“There sat Mother Jezebel, with the air of a woman resting on the high-road to heaven, dressed in a slate-colored gown, with gray mittens on her hands, a severely simple cap on her head, and a volume of sermons on her lap. She turned up the whites of her eyes devoutly at the sight of me, and the first words she said were—‘Oh, Lydia! Lydia! why are you not at church?’

“If I had been less anxious, the sudden presentation of Mrs. Oldershaw in an entirely new character might have amused me. But I was in no humor for laughing, and (my notes of hand being all paid) I was under no obligation to restrain my natural freedom of speech. ‘Stuff and nonsense!’ I said. ‘Put your Sunday face in your pocket. I have got some news for you, since I last wrote from Thorpe Ambrose.’

“The instant I mentioned ‘Thorpe Ambrose,’ the whites of the old hypocrite’s eyes showed themselves again, and she flatly refused to hear a word more from me on the subject of my proceedings in Norfolk. I insisted; but it was quite useless. Mother Oldershaw only shook her head and groaned, and informed me that her connection with the pomps and vanities of the world was at an end forever. ‘I have been born again, Lydia,’ said the brazen old wretch, wiping her eyes. ‘Nothing will induce me to return to the subject of that wicked speculation of yours on the folly of a rich young man.’

“After hearing this, I should have left her on the spot, but for one consideration which delayed me a moment longer.

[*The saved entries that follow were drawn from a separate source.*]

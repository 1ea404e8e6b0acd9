use std::fmt;

use thiserror::Error;

use crate::schema::{Column, ColumnType};

/// Storage type of one entry in the generated `DB2MetaField` array.
#[derive(Debug, Clone, Copy, PartialEq, Eq)]
pub enum StorageTag {
    Byte,
    Short,
    Int,
    Long,
    StringNotLocalized,
    String,
    Float,
}

#[derive(Debug, PartialEq, Error)]
pub enum FieldEncodeError {
    #[error("FieldEncodeError - invalid field size {bit_size} for int column '{column}'")]
    InvalidFieldSize { column: String, bit_size: u32 },
    #[error("FieldEncodeError - unable to construct a field type from '{0}'")]
    UnsupportedColumnType(String),
}

impl StorageTag {
    pub fn for_column(column: &Column) -> Result<Self, FieldEncodeError> {
        match column.column_type() {
            ColumnType::Int => match *column.field().bit_size() {
                8 => Ok(StorageTag::Byte),
                16 => Ok(StorageTag::Short),
                32 => Ok(StorageTag::Int),
                64 => Ok(StorageTag::Long),
                bit_size => Err(FieldEncodeError::InvalidFieldSize {
                    column: column.name().clone(),
                    bit_size,
                }),
            },
            ColumnType::String => Ok(StorageTag::StringNotLocalized),
            ColumnType::LocString => Ok(StorageTag::String),
            ColumnType::Float => Ok(StorageTag::Float),
            ColumnType::Other(name) => Err(FieldEncodeError::UnsupportedColumnType(name.clone())),
        }
    }

    pub fn as_str(&self) -> &'static str {
        match self {
            StorageTag::Byte => "FT_BYTE",
            StorageTag::Short => "FT_SHORT",
            StorageTag::Int => "FT_INT",
            StorageTag::Long => "FT_LONG",
            StorageTag::StringNotLocalized => "FT_STRING_NOT_LOCALIZED",
            StorageTag::String => "FT_STRING",
            StorageTag::Float => "FT_FLOAT",
        }
    }

    // strings carry no sign in the meta format, a declared signed flag is dropped on purpose
    fn supports_sign(&self) -> bool {
        !matches!(self, StorageTag::StringNotLocalized | StorageTag::String)
    }
}

impl fmt::Display for StorageTag {
    fn fmt(&self, f: &mut fmt::Formatter<'_>) -> fmt::Result {
        f.write_str(self.as_str())
    }
}

/// Renders one column as a `{ <tag>, <count>, <signed> },` field descriptor.
pub fn encode_field(column: &Column) -> Result<String, FieldEncodeError> {
    let tag = StorageTag::for_column(column)?;
    let field = column.field();

    let count = match *field.array_length() {
        0 => 1,
        length => length,
    };
    let signed = tag.supports_sign() && *field.is_signed();

    Ok(format!("{{ {}, {}, {} }},", tag, count, signed))
}
use std::path::{Path, PathBuf};

use tracing::{debug, instrument};

use crate::{layout::LayoutRenderer, store::{Store, StoreError}};

pub struct FileStore<'a> {
    base_path: &'a Path,
}

impl<'a> FileStore<'a> {
    pub fn new(base_path: &'a Path) -> Self {
        Self {
            base_path,
        }
    }

    fn write(&self, file_name: &str, content: &str) -> Result<PathBuf, StoreError> {
        std::fs::create_dir_all(self.base_path)?;

        let path = self.base_path.join(file_name);
        std::fs::write(&path, content)?;

        debug!(path = %path.display(), bytes = content.len(), "artifact written");
        Ok(path)
    }
}

impl<'a> Store for FileStore<'a> {
    #[instrument(name = "store::file::write_columns", level = "debug", skip(self, renderer), fields(file = %renderer.file_name()))]
    fn write_columns(&self, renderer: &LayoutRenderer) -> Result<PathBuf, StoreError> {
        self.write(&renderer.columns_file_path(), &renderer.render_column_block())
    }

    #[instrument(name = "store::file::write_meta", level = "debug", skip(self, renderer), fields(file = %renderer.file_name()))]
    fn write_meta(&self, renderer: &LayoutRenderer) -> Result<PathBuf, StoreError> {
        // nothing touches the disk unless the whole block renders
        let block = renderer.render_metadata_block()?;
        self.write(&renderer.meta_file_path(), &block)
    }
}

#[cfg(test)]
mod tests {
    use tempfile::tempdir;

    use crate::{layout::{LayoutRenderer, field::FieldEncodeError}, schema::{Column, ColumnType, FieldTrait}, store::{Store, StoreError, file_store::FileStore}};

    fn renderer(columns: Vec<Column>) -> LayoutRenderer {
        LayoutRenderer::new("Item", "ABCD", columns).with_file_data_id(5)
    }

    #[test]
    fn should_write_both_artifacts() {
        let base_dir = tempdir().unwrap();
        let store = FileStore::new(base_dir.path());
        let renderer = renderer(vec![
            Column::new("id", ColumnType::Int, FieldTrait::int(32, false).identifier().non_inline()),
            Column::new("name", ColumnType::String, FieldTrait::new()),
        ]);

        let (columns_path, meta_path) = store.write_all(&renderer).unwrap();

        assert_eq!(columns_path, base_dir.path().join("Item.columns.txt"));
        assert_eq!(meta_path, base_dir.path().join("ItemMeta.h"));
        assert_eq!(std::fs::read_to_string(columns_path).unwrap(), renderer.render_column_block());
        assert_eq!(std::fs::read_to_string(meta_path).unwrap(), renderer.render_metadata_block().unwrap());
    }

    #[test]
    fn should_create_missing_base_directory() {
        let base_dir = tempdir().unwrap();
        let nested = base_dir.path().join("generated").join("meta");
        let store = FileStore::new(&nested);

        let path = store.write_columns(&renderer(vec![
            Column::new("name", ColumnType::String, FieldTrait::new()),
        ])).unwrap();

        assert!(path.starts_with(&nested));
        assert!(path.exists());
    }

    #[test]
    fn should_not_write_anything_when_render_fails() {
        let base_dir = tempdir().unwrap();
        let store = FileStore::new(base_dir.path());
        let renderer = renderer(vec![
            Column::new("price", ColumnType::from("money"), FieldTrait::new()),
        ]);

        let result = store.write_all(&renderer);

        assert!(matches!(
            result,
            Err(StoreError::RenderError(FieldEncodeError::UnsupportedColumnType(name))) if name == "money"
        ));
        assert!(!base_dir.path().join("ItemMeta.h").exists());
        assert!(!base_dir.path().join("Item.columns.txt").exists());
    }
}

“It was easy to see, by this time, that the circumstances (whatever they might have been) which had obliged Mother Oldershaw to keep in hiding, on the occasion of my former visit to London, had been sufficiently serious to force her into giving up, or appearing to give up, her old business. And it was hardly less plain that she had found it to her advantage—everybody in England finds it to their advantage in some way to cover the outer side of her character carefully with a smooth varnish of Cant. This was, however, no business of mine; and I should have made these reflections outside instead of inside the house, if my interests had not been involved in putting the sincerity of Mother Oldershaw’s reformation to the test—so far as it affected her past connection with myself. At the time when she had fitted me out for our enterprise, I remembered signing a certain business document which gave her a handsome pecuniary interest in my success, if I became Mrs. Armadale of Thorpe Ambrose. The chance of turning this mischievous morsel of paper to good account, in the capacity of a touchstone, was too tempting to be resisted. I asked my devout friend’s permission to say one last word before I left the house.

“‘As you have no further interest in my wicked speculation at Thorpe Ambrose,’ I said, ‘perhaps you will give me back the written paper that I signed, when you were not quite such an exemplary person as you are now?’

“The shameless old hypocrite instantly shut her eyes and shuddered.

“‘Does that mean Yes, or No’?’ I asked.

“‘On moral and religious grounds, Lydia,’ said Mrs. Oldershaw, ‘it means No.’

“‘On wicked and worldly grounds,’ I rejoined, ‘I beg to thank you for showing me your hand.’